Cyber threat intelligence is what cyber threat information becomes once it has been collected, evaluated in the context of its source and reliability, and analyzed through rigorous and structured tradecraft techniques by those with substantive expertise and access to all-source information. Like all intelligence, cyber threat intelligence provides a value-add to cyber threat information, which reduces uncertainty for the consumer, while aiding the consumer in identifying threats and opportunities. It requires that analysts identify similarities and differences in vast quantities of information and detect deceptions to produce accurate, timely, and relevant intelligence.
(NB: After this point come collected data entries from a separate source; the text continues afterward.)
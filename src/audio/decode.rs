use anyhow::{anyhow, Context};
use std::io::Cursor;
use symphonia::core::audio::SampleBuffer;
use symphonia::core::codecs::DecoderOptions;
use symphonia::core::formats::FormatOptions;
use symphonia::core::io::MediaSourceStream;
use symphonia::core::meta::MetadataOptions;
use symphonia::core::probe::Hint;

use super::LoadError;

/// Decoded mono samples for one clip. Immutable once produced; the session
/// shares it as a snapshot for the lifetime of the load.
pub struct PcmBuffer {
    pub samples: Vec<f32>,
    pub sample_rate: u32,
}

impl PcmBuffer {
    pub fn duration(&self) -> f64 {
        self.samples.len() as f64 / self.sample_rate as f64
    }
}

pub fn decode_audio(bytes: &[u8], extension_hint: Option<&str>) -> Result<PcmBuffer, LoadError> {
    let pcm = decode_inner(bytes, extension_hint).map_err(LoadError::Decode)?;
    if pcm.samples.is_empty() {
        return Err(LoadError::EmptyInput);
    }
    Ok(pcm)
}

fn decode_inner(bytes: &[u8], extension_hint: Option<&str>) -> anyhow::Result<PcmBuffer> {
    let cursor = Cursor::new(bytes.to_vec());
    let mss = MediaSourceStream::new(Box::new(cursor), Default::default());

    let mut hint = Hint::new();
    if let Some(ext) = extension_hint {
        hint.with_extension(ext);
    }

    let probed = symphonia::default::get_probe()
        .format(&hint, mss, &FormatOptions::default(), &MetadataOptions::default())
        .context("failed to probe audio format")?;

    let mut format = probed.format;

    let track = format
        .tracks()
        .iter()
        .find(|t| t.codec_params.codec != symphonia::core::codecs::CODEC_TYPE_NULL)
        .context("no audio tracks found")?;

    let track_id = track.id;
    let channels = track.codec_params.channels.map_or(1, |c| c.count());
    let sample_rate = track
        .codec_params
        .sample_rate
        .ok_or_else(|| anyhow!("unknown sample rate"))?;

    let mut decoder = symphonia::default::get_codecs()
        .make(&track.codec_params, &DecoderOptions::default())
        .context("failed to create audio decoder")?;

    let mut all_samples: Vec<f32> = Vec::new();

    loop {
        let packet = match format.next_packet() {
            Ok(packet) => packet,
            Err(symphonia::core::errors::Error::IoError(ref e))
                if e.kind() == std::io::ErrorKind::UnexpectedEof =>
            {
                break;
            }
            Err(e) => return Err(e.into()),
        };

        if packet.track_id() != track_id {
            continue;
        }

        let decoded = match decoder.decode(&packet) {
            Ok(d) => d,
            Err(symphonia::core::errors::Error::DecodeError(_)) => continue,
            Err(e) => return Err(e.into()),
        };

        let spec = *decoded.spec();
        let num_frames = decoded.frames();

        let mut sample_buf = SampleBuffer::<f32>::new(num_frames as u64, spec);
        sample_buf.copy_interleaved_ref(decoded);

        let samples = sample_buf.samples();

        // Downmix to mono
        if channels == 1 {
            all_samples.extend_from_slice(samples);
        } else {
            for frame_samples in samples.chunks(channels) {
                let mono: f32 = frame_samples.iter().sum::<f32>() / channels as f32;
                all_samples.push(mono);
            }
        }
    }

    log::info!(
        "Decoded audio: {} samples, {}Hz, {:.1}s",
        all_samples.len(),
        sample_rate,
        all_samples.len() as f32 / sample_rate as f32
    );

    Ok(PcmBuffer {
        samples: all_samples,
        sample_rate,
    })
}

#[cfg(test)]
mod tests {
    use super::*;

    #[test]
    fn garbage_bytes_are_a_decode_error() {
        let bytes = vec![0xDEu8, 0xAD, 0xBE, 0xEF, 0x00, 0x01, 0x02, 0x03];
        assert!(matches!(
            decode_audio(&bytes, None),
            Err(LoadError::Decode(_))
        ));
    }

    #[test]
    fn duration_from_samples_and_rate() {
        let pcm = PcmBuffer {
            samples: vec![0.0; 44_100],
            sample_rate: 44_100,
        };
        assert!((pcm.duration() - 1.0).abs() < 1e-9);
    }
}
pub mod cage;
pub mod color;
pub mod scanner;
pub mod terrain;

use bytemuck::{Pod, Zeroable};

/// Vertex format shared by the cage lines, the scan crest and the curtain.
#[repr(C)]
#[derive(Copy, Clone, Debug, Pod, Zeroable)]
pub struct LineVertex {
    pub position: [f32; 3],
    pub color: [f32; 4],
}
use anyhow::Context;
use std::path::PathBuf;

use super::LoadError;

/// Where a clip's encoded bytes come from: a local file or an http(s) URL.
#[derive(Clone, Debug)]
pub enum SourceLocator {
    Path(PathBuf),
    Url(String),
}

impl SourceLocator {
    pub fn parse(raw: &str) -> Self {
        if raw.starts_with("http://") || raw.starts_with("https://") {
            Self::Url(raw.to_string())
        } else {
            Self::Path(PathBuf::from(raw))
        }
    }

    /// File extension used as a container format hint for the decoder.
    pub fn extension_hint(&self) -> Option<String> {
        let name = match self {
            Self::Path(path) => return path
                .extension()
                .and_then(|e| e.to_str())
                .map(str::to_string),
            Self::Url(url) => url.rsplit('/').next()?,
        };
        let name = name.split(['?', '#']).next()?;
        let (_, ext) = name.rsplit_once('.')?;
        if ext.is_empty() {
            None
        } else {
            Some(ext.to_string())
        }
    }

}

impl std::fmt::Display for SourceLocator {
    fn fmt(&self, f: &mut std::fmt::Formatter<'_>) -> std::fmt::Result {
        match self {
            Self::Path(path) => write!(f, "{}", path.display()),
            Self::Url(url) => write!(f, "{url}"),
        }
    }
}

/// Resolve a locator to encoded audio bytes.
pub fn fetch_audio(locator: &SourceLocator) -> Result<Vec<u8>, LoadError> {
    let bytes = match locator {
        SourceLocator::Path(path) => std::fs::read(path)
            .with_context(|| format!("failed to read {}", path.display()))
            .map_err(LoadError::Fetch)?,
        SourceLocator::Url(url) => {
            log::info!("Fetching audio from {url}");
            let response = reqwest::blocking::get(url)
                .and_then(|r| r.error_for_status())
                .with_context(|| format!("request to {url} failed"))
                .map_err(LoadError::Fetch)?;
            response
                .bytes()
                .with_context(|| format!("failed to read response body from {url}"))
                .map_err(LoadError::Fetch)?
                .to_vec()
        }
    };

    log::info!("Fetched {} bytes from {}", bytes.len(), locator);
    Ok(bytes)
}

#[cfg(test)]
mod tests {
    use super::*;

    #[test]
    fn parses_urls_and_paths() {
        assert!(matches!(
            SourceLocator::parse("https://example.com/cry.ogg"),
            SourceLocator::Url(_)
        ));
        assert!(matches!(
            SourceLocator::parse("clips/cry.ogg"),
            SourceLocator::Path(_)
        ));
    }

    #[test]
    fn extension_hint_from_path_and_url() {
        let path = SourceLocator::parse("clips/cry.ogg");
        assert_eq!(path.extension_hint().as_deref(), Some("ogg"));

        let url = SourceLocator::parse("https://example.com/sounds/25.mp3?raw=1");
        assert_eq!(url.extension_hint().as_deref(), Some("mp3"));

        let bare = SourceLocator::parse("https://example.com/stream");
        assert_eq!(bare.extension_hint(), None);
    }

    #[test]
    fn missing_file_is_a_fetch_error() {
        let locator = SourceLocator::parse("/definitely/not/here.wav");
        assert!(matches!(fetch_audio(&locator), Err(LoadError::Fetch(_))));
    }
}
Rather than being developed in an end-to-end process, the development of intelligence is a circular process, referred to as the intelligence cycle. In this cycle requirements are stated; data collection is planned, implemented, and evaluated; the results are analyzed to produce intelligence; and the resulting intelligence is disseminated and re-evaluated in the context of new information and consumer feedback. The analysis portion of the cycle is what differentiates intelligence from information gathering and dissemination. Intelligence analysis relies on a rigorous way of thinking that uses structured analytical techniques to ensure biases, mindsets, and uncertainties are identified and managed. Instead of just reaching conclusions about difficult questions, intelligence analysts think about how they reach the conclusions. This extra step ensures that, to the extent feasible, the analysts’ mindsets and biases are accounted for and minimized or incorporated as necessary.